Efficient transfer of reporter gene-loaded nanoparticles to bone marrow stromal cells (D1) by reverse transfection.

Nucleic acids can be complexed with cationic polymer to form DNA nanoparticles (polyplex) which are then immobilized on the surface coated extracellular matrix protein (ECM), the process termed as reverse transfection. ECM-containing proteins provide a surface for cell attachment and sustain the release of polyplexes from their surface, thereby inducing transgene expression for prolonged period of time. Consequently, long-term expression of the desired protein can be achieved with the smaller amount of required DNA, as compared to bolus delivery. First of all, we investigated the different ECM components as a coating material and the range of optimal coating density in different ECM was examined for enhanced transfection to neighboring cells. Reporter genes such as luciferase (luc) and enhanced green fluorescent protein (eGFP) were initially used to quantitate transfection efficiencies from polyplex from the coated ECMs of Collagen type I (Col I), fetal bovine serum protein (FBS), bovine serum albumin (BSA). DNA was complexed with positively charged polyethyleneimine (PEI) at N/P ratio 9. Our initial work exhibited that, in the case of both NIH/3T3 cell line and bone marrow stromal (D1) cell line, Col I facilitated the greatest cell adhesion compared to the other coating proteins and 0.5 microg/cm2 of Col I coating density resulted in highest transfection efficiency.
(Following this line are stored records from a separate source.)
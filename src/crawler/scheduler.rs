//! Frontier and pacing for a single site crawl
//!
//! This module handles:
//! - The breadth-first frontier of site-relative paths
//! - Membership checks so a path is queued at most once
//! - The fixed delay between consecutive page requests

use std::collections::HashSet;
use std::time::Duration;

/// Breadth-first queue of paths discovered on one site
///
/// Paths are only ever appended; the crawl walks them by index, so the
/// order of discovery is the order of visiting. A set mirrors the queue so
/// membership checks stay constant time on large sites.
#[derive(Debug, Clone)]
pub struct Frontier {
    paths: Vec<String>,
    seen: HashSet<String>,
}

impl Frontier {
    /// Creates a frontier holding only the root page (the empty path)
    pub fn with_root() -> Self {
        let mut frontier = Self {
            paths: Vec::new(),
            seen: HashSet::new(),
        };
        frontier.push(String::new());
        frontier
    }

    /// Appends a path unless it is already queued
    ///
    /// # Returns
    ///
    /// `true` if the path was added
    pub fn push(&mut self, path: String) -> bool {
        if self.seen.contains(&path) {
            return false;
        }
        self.seen.insert(path.clone());
        self.paths.push(path);
        true
    }

    /// Returns the path at `index`, if discovered
    pub fn get(&self, index: usize) -> Option<&str> {
        self.paths.get(index).map(String::as_str)
    }

    pub fn len(&self) -> usize {
        self.paths.len()
    }
}

/// Waits out the fixed delay before a page request
pub async fn pace(delay: Duration) {
    if !delay.is_zero() {
        tokio::time::sleep(delay).await;
    }
}
//! Integration tests for the harvester
//!
//! These tests use wiremock to stand in for target web sites and exercise
//! the HTTP fetcher, the crawl engine, publishing and the worker pool
//! end-to-end against a SQLite file.

use serde_json::Value;
use site_harvester::config::{Config, CrawlerConfig, FetcherConfig, StorageConfig, WorkerConfig};
use site_harvester::crawler::{scrape_page, FetchError, HttpPageFetcher, PageFetcher};
use site_harvester::jobs::run_harvester;
use site_harvester::state::SiteStatus;
use site_harvester::storage::{open_storage, SiteStore, SqliteSiteStore};
use std::path::Path;
use std::sync::Arc;
use std::time::Duration;
use tokio::sync::watch;
use wiremock::matchers::{method, path};
use wiremock::{Mock, MockServer, ResponseTemplate};

/// Creates a test configuration pointing at the given database
fn create_test_config(db_path: &str, page_limit: usize) -> Config {
    Config {
        crawler: CrawlerConfig {
            request_delay_seconds: 0,
            page_timeout_seconds: 5,
            page_limit,
            avoided_extensions: vec![".pdf".to_string(), ".png".to_string()],
        },
        workers: WorkerConfig {
            worker_count: 2,
            poll_interval_seconds: 1,
            batch_size: 5,
        },
        fetcher: FetcherConfig {
            user_agent: "HarvesterTest/1.0".to_string(),
        },
        storage: StorageConfig {
            database_path: db_path.to_string(),
        },
    }
}

fn html(title: &str, body: &str) -> ResponseTemplate {
    ResponseTemplate::new(200)
        .set_body_string(format!(
            "<html><head><title>{}</title></head><body>{}</body></html>",
            title, body
        ))
        .insert_header("content-type", "text/html")
}

async fn mount_page(server: &MockServer, page: &str, response: ResponseTemplate) {
    Mock::given(method("GET"))
        .and(path(page))
        .respond_with(response)
        .mount(server)
        .await;
}

fn fetcher() -> Arc<dyn PageFetcher> {
    Arc::new(
        HttpPageFetcher::new(&FetcherConfig {
            user_agent: "HarvesterTest/1.0".to_string(),
        })
        .expect("Failed to build fetcher"),
    )
}

/// Waits until no site is pending, scheduled or processing
async fn wait_until_settled(store: &dyn SiteStore) {
    let deadline = tokio::time::Instant::now() + Duration::from_secs(20);
    loop {
        let sites = store.list_sites().expect("Failed to list sites");
        if sites.iter().all(|s| s.status.is_terminal()) {
            return;
        }
        assert!(
            tokio::time::Instant::now() < deadline,
            "Sites did not settle: {:?}",
            sites.iter().map(|s| (s.id, s.status)).collect::<Vec<_>>()
        );
        tokio::time::sleep(Duration::from_millis(50)).await;
    }
}

/// Runs the harvester until every site is terminal, then shuts it down
async fn harvest(config: &Config, store: Arc<SqliteSiteStore>) {
    let (shutdown_tx, shutdown_rx) = watch::channel(false);

    let runner = {
        let config = config.clone();
        let store: Arc<dyn SiteStore> = store.clone();
        tokio::spawn(async move { run_harvester(&config, store, fetcher(), shutdown_rx).await })
    };

    wait_until_settled(store.as_ref()).await;

    shutdown_tx.send(true).expect("Harvester already stopped");
    tokio::time::timeout(Duration::from_secs(10), runner)
        .await
        .expect("Harvester did not stop")
        .expect("Harvester panicked");
}

fn blob_json(store: &SqliteSiteStore, name: &str) -> Value {
    let bytes = store.get_blob(name).expect("Blob missing");
    serde_json::from_slice(&bytes).expect("Blob is not JSON")
}

#[tokio::test]
async fn test_fetcher_extracts_page() {
    let server = MockServer::start().await;
    mount_page(
        &server,
        "/",
        html(
            "Home",
            r#"<h1>Hello</h1><script>ignored()</script><a href="/about">About us</a>"#,
        ),
    )
    .await;

    let page = fetcher()
        .fetch(&server.uri(), Duration::from_secs(5))
        .await
        .expect("Fetch failed");

    assert_eq!(page.title, "Home");
    assert_eq!(page.text, "Hello\nAbout us");
    assert_eq!(page.anchors, vec!["/about".to_string()]);
}

#[tokio::test]
async fn test_fetcher_rejects_error_status() {
    let server = MockServer::start().await;
    Mock::given(method("GET"))
        .respond_with(ResponseTemplate::new(404))
        .mount(&server)
        .await;

    let result = fetcher()
        .fetch(&format!("{}/missing", server.uri()), Duration::from_secs(5))
        .await;

    assert!(matches!(result, Err(FetchError::Status { status: 404, .. })));
}

#[tokio::test]
async fn test_fetcher_times_out() {
    let server = MockServer::start().await;
    mount_page(
        &server,
        "/slow",
        html("Slow", "eventually").set_delay(Duration::from_secs(3)),
    )
    .await;

    let result = fetcher()
        .fetch(&format!("{}/slow", server.uri()), Duration::from_millis(300))
        .await;

    assert!(matches!(result, Err(FetchError::Timeout(_))));
}

#[tokio::test]
async fn test_scrape_page_without_persistence() {
    let server = MockServer::start().await;
    mount_page(&server, "/profile", html("Profile", "<p>Line one</p><p>Line two</p>")).await;

    let page = scrape_page(
        fetcher().as_ref(),
        &format!("{}/profile", server.uri()),
        Duration::from_secs(5),
    )
    .await
    .expect("Scrape failed");

    assert_eq!(page.title, "Profile");
    assert_eq!(page.content, "Line one Line two");

    let missing = scrape_page(
        fetcher().as_ref(),
        &format!("{}/nope", server.uri()),
        Duration::from_secs(5),
    )
    .await;
    assert!(missing.is_none());
}

#[tokio::test]
async fn test_end_to_end_crawl_publishes_document() {
    let server = MockServer::start().await;
    let base_url = server.uri();

    // Root links to /about; the empty anchor adds no text
    mount_page(&server, "/", html("Home", r#"Hello<a href="/about"></a>"#)).await;
    mount_page(&server, "/about", html("About", "World")).await;

    let dir = tempfile::tempdir().expect("Failed to create temp dir");
    let db_path = dir.path().join("harvester.db");
    let store = Arc::new(open_storage(&db_path).expect("Failed to open storage"));
    let config = create_test_config(db_path.to_str().unwrap(), 5);

    let id = store
        .insert_site("Example/Co", &base_url, r#"{"source": "intake"}"#)
        .unwrap();

    harvest(&config, store.clone()).await;

    let job = store.get_by_id(id).unwrap();
    assert_eq!(job.status, SiteStatus::Done);
    assert_eq!(job.progress, "2/2");

    let doc = blob_json(&store, "Example-Co.json");
    assert_eq!(doc["source"], "intake");
    assert_eq!(
        doc["data"],
        serde_json::json!([
            {"title": "Home", "url": base_url, "content": "Hello"},
            {"title": "About", "url": format!("{}/about", base_url), "content": "World"},
        ])
    );
}

#[tokio::test]
async fn test_crawl_stays_on_site_and_respects_filters() {
    let server = MockServer::start().await;
    let other = MockServer::start().await;
    let base_url = server.uri();

    mount_page(
        &server,
        "/",
        html(
            "Home",
            &format!(
                r#"<a href="{base}/contact">Contact</a>
                   <a href="/">Home</a>
                   <a href="/brochure.pdf">Brochure</a>
                   <a href="mailto:info@example.com">Mail</a>
                   <a href="http://localhost:{other_port}/elsewhere">Elsewhere</a>"#,
                base = base_url,
                other_port = other.address().port()
            ),
        ),
    )
    .await;
    mount_page(&server, "/contact", html("Contact", "Call us")).await;

    Mock::given(method("GET"))
        .respond_with(html("Other", "Off site"))
        .expect(0)
        .mount(&other)
        .await;
    Mock::given(method("GET"))
        .and(path("/brochure.pdf"))
        .respond_with(ResponseTemplate::new(200))
        .expect(0)
        .mount(&server)
        .await;

    let dir = tempfile::tempdir().unwrap();
    let db_path = dir.path().join("harvester.db");
    let store = Arc::new(open_storage(&db_path).unwrap());
    let config = create_test_config(db_path.to_str().unwrap(), 10);

    let id = store.insert_site("Filtered", &base_url, "{}").unwrap();

    harvest(&config, store.clone()).await;

    assert_eq!(store.get_by_id(id).unwrap().status, SiteStatus::Done);
    let doc = blob_json(&store, "Filtered.json");
    let urls: Vec<&str> = doc["data"]
        .as_array()
        .unwrap()
        .iter()
        .map(|p| p["url"].as_str().unwrap())
        .collect();
    assert_eq!(urls, vec![base_url.clone(), format!("{}/contact", base_url)]);
}

#[tokio::test]
async fn test_page_limit_bounds_crawl() {
    let server = MockServer::start().await;
    let base_url = server.uri();

    let links: String = (1..=5)
        .map(|i| format!(r#"<a href="/p{}">P{}</a>"#, i, i))
        .collect();
    mount_page(&server, "/", html("Home", &links)).await;
    for i in 1..=2 {
        mount_page(&server, &format!("/p{}", i), html("P", "page")).await;
    }
    for i in 3..=5 {
        Mock::given(method("GET"))
            .and(path(format!("/p{}", i)))
            .respond_with(html("P", "page"))
            .expect(0)
            .mount(&server)
            .await;
    }

    let dir = tempfile::tempdir().unwrap();
    let db_path = dir.path().join("harvester.db");
    let store = Arc::new(open_storage(&db_path).unwrap());
    let config = create_test_config(db_path.to_str().unwrap(), 3);

    let id = store.insert_site("Limited", &base_url, "{}").unwrap();

    harvest(&config, store.clone()).await;

    let job = store.get_by_id(id).unwrap();
    assert_eq!(job.status, SiteStatus::Done);
    assert_eq!(job.progress, "3/6");
    assert_eq!(
        blob_json(&store, "Limited.json")["data"]
            .as_array()
            .unwrap()
            .len(),
        3
    );
}

#[tokio::test]
async fn test_duplicate_url_is_not_recrawled() {
    let server = MockServer::start().await;
    let base_url = server.uri();

    Mock::given(method("GET"))
        .respond_with(html("Home", "Hello"))
        .expect(0)
        .mount(&server)
        .await;

    let dir = tempfile::tempdir().unwrap();
    let db_path = dir.path().join("harvester.db");
    let store = Arc::new(open_storage(&db_path).unwrap());
    let config = create_test_config(db_path.to_str().unwrap(), 5);

    let first = store.insert_site("First", &base_url, "{}").unwrap();
    store.update_status(first, SiteStatus::Done, "1/1").unwrap();
    let second = store.insert_site("Second", &base_url, "{}").unwrap();

    harvest(&config, store.clone()).await;

    assert_eq!(store.get_by_id(first).unwrap().status, SiteStatus::Done);
    assert_eq!(
        store.get_by_id(second).unwrap().status,
        SiteStatus::Duplicate
    );
    assert!(store.get_blob("Second.json").is_err());
}

#[tokio::test]
async fn test_unreachable_site_still_publishes_metadata() {
    let server = MockServer::start().await;
    Mock::given(method("GET"))
        .respond_with(ResponseTemplate::new(500))
        .mount(&server)
        .await;

    let dir = tempfile::tempdir().unwrap();
    let db_path = dir.path().join("harvester.db");
    let store = Arc::new(open_storage(&db_path).unwrap());
    let config = create_test_config(db_path.to_str().unwrap(), 5);

    let id = store
        .insert_site("Down", &server.uri(), r#"{"duns": "42"}"#)
        .unwrap();

    harvest(&config, store.clone()).await;

    assert_eq!(store.get_by_id(id).unwrap().status, SiteStatus::Done);
    assert_eq!(
        blob_json(&store, "Down.json"),
        serde_json::json!({"duns": "42"})
    );
}

#[tokio::test]
async fn test_many_sites_across_workers() {
    let dir = tempfile::tempdir().unwrap();
    let db_path = dir.path().join("harvester.db");
    let store = Arc::new(open_storage(&db_path).unwrap());
    let config = create_test_config(db_path.to_str().unwrap(), 5);

    let mut servers = Vec::new();
    for i in 0..7 {
        let server = MockServer::start().await;
        mount_page(&server, "/", html("Site", &format!("Site {}", i))).await;
        store
            .insert_site(&format!("site-{}", i), &server.uri(), "{}")
            .unwrap();
        servers.push(server);
    }

    harvest(&config, store.clone()).await;

    let counts = store.count_by_status().unwrap();
    assert_eq!(counts.get(&SiteStatus::Done), Some(&7));
    for i in 0..7 {
        let doc = blob_json(&store, &format!("site-{}.json", i));
        assert_eq!(doc["data"][0]["content"], format!("Site {}", i));
    }
}

#[test]
fn test_storage_reopens_existing_file() {
    let dir = tempfile::tempdir().unwrap();
    let db_path = dir.path().join("harvester.db");

    let id = {
        let store = open_storage(&db_path).unwrap();
        store.insert_site("Persisted", "example.com", "{}").unwrap()
    };

    let store = open_storage(Path::new(&db_path)).unwrap();
    assert_eq!(store.get_by_id(id).unwrap().name, "Persisted");
}
//! State module for tracking crawl job progress
//!
//! # Components
//!
//! - `SiteStatus`: the lifecycle of a site record in the crawl queue
//! - `Progress`: the "visited/total" counter written alongside the status

mod progress;
mod site_status;

// Re-export main types
pub use progress::Progress;
pub use site_status::SiteStatus;
//! A compiler front end for the Kaleidoscope language.
//!
//! The pipeline is driven one top-level unit at a time:
//! - the [parsing] module lexes and parses source text into AST units
//! - the [ast] module defines the tree those units are made of
//! - the [Codegen] lowers each unit into an LLVM module via inkwell
//!
//! State that must outlive a single unit (the operator-precedence table and
//! the function-signature registry) lives in a [CompilationSession] that is
//! threaded through both the parser and the code generator, so independent
//! compilations can run side by side.

pub mod ast;
mod codegen;
mod debug;
mod parsing;
mod session;

pub use codegen::{Codegen, CodegenError};
pub use debug::{DebugEventSink, NoopDebugSink};
pub use parsing::{parse, Parser, ParsingError, Token};
pub use session::{ArityConflict, CompilationSession};

/// A line/column position in the source text, 1-based.
///
/// Every AST node is stamped with the location of the token that introduced
/// it, fixed at construction.
#[derive(Debug, Clone, Copy, PartialEq, Eq)]
pub struct SourceLocation {
    pub line: u32,
    pub col: u32,
}

impl std::fmt::Display for SourceLocation {
    fn fmt(&self, f: &mut std::fmt::Formatter<'_>) -> std::fmt::Result {
        write!(f, "{}:{}", self.line, self.col)
    }
}

/// A byte range in the source text, used to label diagnostics.
#[derive(Debug, Clone, Copy, PartialEq, Eq)]
pub struct Span {
    pub start: usize,
    pub end: usize,
}

impl Span {
    pub fn new(start: usize, end: usize) -> Self {
        Self { start, end }
    }
}

impl From<Span> for miette::SourceSpan {
    fn from(span: Span) -> Self {
        (span.start, span.end - span.start).into()
    }
}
On the other hand, comparison of reverse delivery system with atelocollagen-I have shown that reverse delivery system to yield ten times higher transfection efficiency than atelocollagen-PEI/DNA delivery system and one hundred times higher than atelocollagen-naked plasmid delivery system. Moreover, the amount of DNA used for reverse delivery system was much lower than the other systems. This methodology would be applied to induce cellular differentiation in 3-dimensional scaffold after coating scaffolds with genes inducing the differentiation in the nanoparticle formulation. Our final goal is to search for the optimal conditions for the differentiation of stem cells to specific cell types.